You should also discuss with your surgeon, anaesthetist or nurse whether you should stop taking any of your medications or make any changes to the dosage or timings before you have your surgery. Different units may have different advice. A doctor or nurse will check your general health to make sure there won’t be problems with a general anaesthetic if this is being used.
Read more about types of anaesthetic.
You should have a dental check-up and get any problems dealt with well before your operation because there’s a risk of infection if bacteria from dental problems get into the bloodstream.
This will vary depending on the type of operation and your general health, so ask your surgeon what to expect.
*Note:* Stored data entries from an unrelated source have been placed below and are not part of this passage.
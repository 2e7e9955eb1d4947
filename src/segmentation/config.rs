/// Default pause threshold: a silence of 1.5 s or more in the captions is
/// taken as a break between choreography sections.
pub const DEFAULT_PAUSE_THRESHOLD_MS: u64 = 1500;

/// Tunable knobs for transcript segmentation.
#[derive(Debug, Clone)]
pub struct SegmenterConfig {
    /// Minimum gap (ms) between the end of one cue and the start of the
    /// next that forces a new segment. Zero is legal and splits at every
    /// non-overlapping cue pair.
    pub pause_threshold_ms: u64,
}

impl Default for SegmenterConfig {
    fn default() -> Self {
        Self {
            pause_threshold_ms: DEFAULT_PAUSE_THRESHOLD_MS,
        }
    }
}
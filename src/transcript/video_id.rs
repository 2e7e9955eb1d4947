use url::Url;

/// Extract a YouTube video id from a watch URL.
///
/// Accepts the `youtube.com/watch?v=...` form (including `www.` and `m.`
/// hosts) and the short `youtu.be/<id>` form. Returns `None` for anything
/// that does not carry a well-formed video id.
pub fn extract_video_id(raw: &str) -> Option<String> {
    let parsed = Url::parse(raw).ok()?;
    let host = parsed.host_str()?;

    if host == "youtu.be" {
        let id = parsed.path().trim_matches('/');
        return valid_id(id).then(|| id.to_string());
    }

    if host == "youtube.com" || host.ends_with(".youtube.com") {
        return parsed
            .query_pairs()
            .find(|(key, _)| key == "v")
            .map(|(_, value)| value.into_owned())
            .filter(|id| valid_id(id));
    }

    None
}

/// Video ids only ever use the URL-safe base64 alphabet. The id gets
/// interpolated into the player page and the caption request URL, so
/// anything outside that alphabet is rejected here rather than escaped
/// downstream.
fn valid_id(id: &str) -> bool {
    !id.is_empty()
        && id
            .chars()
            .all(|c| c.is_ascii_alphanumeric() || c == '_' || c == '-')
}

#[cfg(test)]
mod tests {
    use super::extract_video_id;

    #[test]
    fn extracts_from_watch_url() {
        assert_eq!(
            extract_video_id("https://www.youtube.com/watch?v=dQw4w9WgXcQ"),
            Some("dQw4w9WgXcQ".to_string())
        );
    }

    #[test]
    fn extracts_from_short_url() {
        assert_eq!(
            extract_video_id("https://youtu.be/dQw4w9WgXcQ"),
            Some("dQw4w9WgXcQ".to_string())
        );
    }

    #[test]
    fn extracts_from_mobile_host() {
        assert_eq!(
            extract_video_id("https://m.youtube.com/watch?v=abc123&t=42"),
            Some("abc123".to_string())
        );
    }

    #[test]
    fn rejects_other_hosts() {
        assert_eq!(extract_video_id("https://vimeo.com/12345"), None);
    }

    #[test]
    fn rejects_watch_url_without_id() {
        assert_eq!(extract_video_id("https://www.youtube.com/watch"), None);
    }

    #[test]
    fn rejects_garbage() {
        assert_eq!(extract_video_id("not a url at all"), None);
    }

    #[test]
    fn rejects_ids_with_markup() {
        // The percent-encoded form arrives decoded from the query layer.
        assert_eq!(
            extract_video_id("https://www.youtube.com/watch?v=%3Cscript%3Ealert(1)%3C%2Fscript%3E"),
            None
        );
        assert_eq!(
            extract_video_id("https://www.youtube.com/watch?v=<script>"),
            None
        );
    }

    #[test]
    fn rejects_ids_with_query_metacharacters() {
        // An embedded & or = would change the caption request semantics.
        assert_eq!(
            extract_video_id("https://youtu.be/abc%26lang%3Dxx"),
            None
        );
    }
}
use std::sync::Arc;

use axum::extract::{Query, State};
use axum::response::Html;
use axum::routing::get;
use axum::Router;
use log::info;
use serde::Deserialize;

use crate::config::AppConfig;
use crate::error::{AppError, AppResult};
use crate::segmentation::{segment_transcript, SegmenterConfig};
use crate::transcript::{extract_video_id, TranscriptSource};
use crate::web::pages;

pub struct AppState {
    pub config: AppConfig,
    pub transcripts: Arc<dyn TranscriptSource>,
}

pub fn create_router(state: Arc<AppState>) -> Router {
    Router::new().route("/", get(index)).with_state(state)
}

#[derive(Deserialize)]
struct IndexQuery {
    url: Option<String>,
}

/// Single route, mirroring the tool's one-page flow: no `url` shows the
/// form, a `url` runs extract → fetch → segment → render.
async fn index(
    State(state): State<Arc<AppState>>,
    Query(query): Query<IndexQuery>,
) -> AppResult<Html<String>> {
    let Some(url) = query.url else {
        return Ok(Html(pages::landing_page(state.config.pause_threshold_ms)));
    };

    let video_id = extract_video_id(&url).ok_or(AppError::InvalidUrl)?;

    let cues = state
        .transcripts
        .fetch_transcript(&video_id, &state.config.preferred_lang)
        .await?;

    let segmenter = SegmenterConfig {
        pause_threshold_ms: state.config.pause_threshold_ms,
    };
    let segments = segment_transcript(&cues, &segmenter);

    // A single segment means the pauses never split anything; there is
    // nothing to practice section by section.
    if segments.len() < 2 {
        return Err(AppError::InsufficientSegments(segments.len()));
    }

    info!(
        "video {}: {} cues -> {} segments",
        video_id,
        cues.len(),
        segments.len()
    );

    Ok(Html(pages::player_page(
        &video_id,
        &segments,
        state.config.clip_duration_secs,
        state.config.pause_threshold_ms,
    )))
}
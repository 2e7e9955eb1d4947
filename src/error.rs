use axum::http::StatusCode;
use axum::response::{Html, IntoResponse, Response};
use thiserror::Error;

use crate::transcript::TranscriptError;
use crate::web::pages;

pub type AppResult<T> = Result<T, AppError>;

#[derive(Debug, Error)]
pub enum AppError {
    /// A video id could not be derived from the submitted URL.
    #[error("could not read a video id from that URL")]
    InvalidUrl,

    /// The transcript source could not supply cues.
    #[error("transcript unavailable: {0}")]
    SourceUnavailable(#[from] TranscriptError),

    /// Segmentation worked but produced too few segments to be worth
    /// rendering. Not a hard failure; the input just isn't learnable.
    #[error("transcript produced only {0} segment(s)")]
    InsufficientSegments(usize),
}

impl AppError {
    pub fn status_code(&self) -> StatusCode {
        match self {
            AppError::InvalidUrl => StatusCode::BAD_REQUEST,
            AppError::SourceUnavailable(_) => StatusCode::BAD_GATEWAY,
            AppError::InsufficientSegments(_) => StatusCode::UNPROCESSABLE_ENTITY,
        }
    }

    fn page(&self) -> String {
        match self {
            AppError::InvalidUrl => pages::error_page(
                "Bad URL",
                "Please check the URL you entered. It should be a YouTube watch link.",
            ),
            AppError::SourceUnavailable(_) => pages::error_page(
                "Couldn't fetch captions",
                "Something went wrong fetching the captions. The video may have no \
                 auto-generated subtitles, or the caption service did not respond.",
            ),
            AppError::InsufficientSegments(_) => pages::error_page(
                "Couldn't split this video",
                "Not enough captions were found to split this video into sections, or \
                 the captions are too sparse. Try another video with clear auto-generated \
                 subtitles.",
            ),
        }
    }
}

impl IntoResponse for AppError {
    fn into_response(self) -> Response {
        (self.status_code(), Html(self.page())).into_response()
    }
}
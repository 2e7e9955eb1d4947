use crate::segmentation::DEFAULT_PAUSE_THRESHOLD_MS;
use crate::playback::DEFAULT_CLIP_SECS;

/// Server configuration, read once at startup.
#[derive(Debug, Clone)]
pub struct AppConfig {
    /// Port the HTTP server binds to.
    pub port: u16,
    /// Preferred caption language requested from the transcript source.
    pub preferred_lang: String,
    /// Minimum inter-cue silence (ms) that starts a new segment.
    pub pause_threshold_ms: u64,
    /// Length of a bounded play / loop window in seconds. One eight-count
    /// at typical K-pop tempo is about 8 seconds.
    pub clip_duration_secs: u64,
}

impl Default for AppConfig {
    fn default() -> Self {
        Self {
            port: 3000,
            preferred_lang: "ko".to_string(),
            pause_threshold_ms: DEFAULT_PAUSE_THRESHOLD_MS,
            clip_duration_secs: DEFAULT_CLIP_SECS,
        }
    }
}

impl AppConfig {
    /// Create config from environment variables.
    pub fn from_env() -> Self {
        let defaults = Self::default();

        Self {
            port: std::env::var("PORT")
                .ok()
                .and_then(|s| s.parse().ok())
                .unwrap_or(defaults.port),
            preferred_lang: std::env::var("DANCELOOP_LANG")
                .unwrap_or(defaults.preferred_lang),
            pause_threshold_ms: std::env::var("DANCELOOP_PAUSE_MS")
                .ok()
                .and_then(|s| s.parse().ok())
                .unwrap_or(defaults.pause_threshold_ms),
            clip_duration_secs: std::env::var("DANCELOOP_CLIP_SECS")
                .ok()
                .and_then(|s| s.parse().ok())
                .unwrap_or(defaults.clip_duration_secs),
        }
    }
}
Planning ahead will make things easier when you get home.
Different surgeons have different ideas about the treatment you’ll need after an operation. This is affected by the type of operation and your health. You should discuss with your surgeon what to expect after the operation. Your nurse or physiotherapist will be able to offer support.
After you’ve been discharged from hospital an appointment will be made for you to come in as an outpatient so that your progress can be checked. Sometimes your GP will help with this aftercare. A district nurse may be asked to remove your stitches and change your dressings.
If you stopped taking any of your regular drugs or had to alter the dose before the operation, it’s very important to talk to your rheumatologist for advice on when you should restart your medication.
It’s a good idea to make preparations before the operation. Simple things like choosing clothes that are easy to put on, stocking up your freezer or arranging to have some help at home will all make it easier to manage. It’s a good idea to arrange help with transport because you’ll probably have to attend hospital regularly to see your surgeon, nurse or therapist.
An occupational therapist will be able to advise you before your operation if you have any concerns about coping afterwards. This might be particularly important if your condition affects your upper body and you think you might have difficulty getting around on crutches.
Research and new developments
We're supporting the Outcomes in Ankle Replacement Study (OARS) at the University of East Anglia. The study will provide evidence of how the outcome of total ankle replacement is influenced by:
- the characteristics of the patients undergoing surgery
- the nature of their ankle disease
- the type of implant
- the way in which the patient is managed before and after surgery
This study will also examine the relative costs and benefits of surgery. To collect this information, the researchers will use a newly developed questionnaire called patient-reported outcome measure, or PROM, on 600 people who have undergone ankle replacement surgery. This study will allow a greater understanding of who might benefit most from total ankle replacement for severe ankle disease.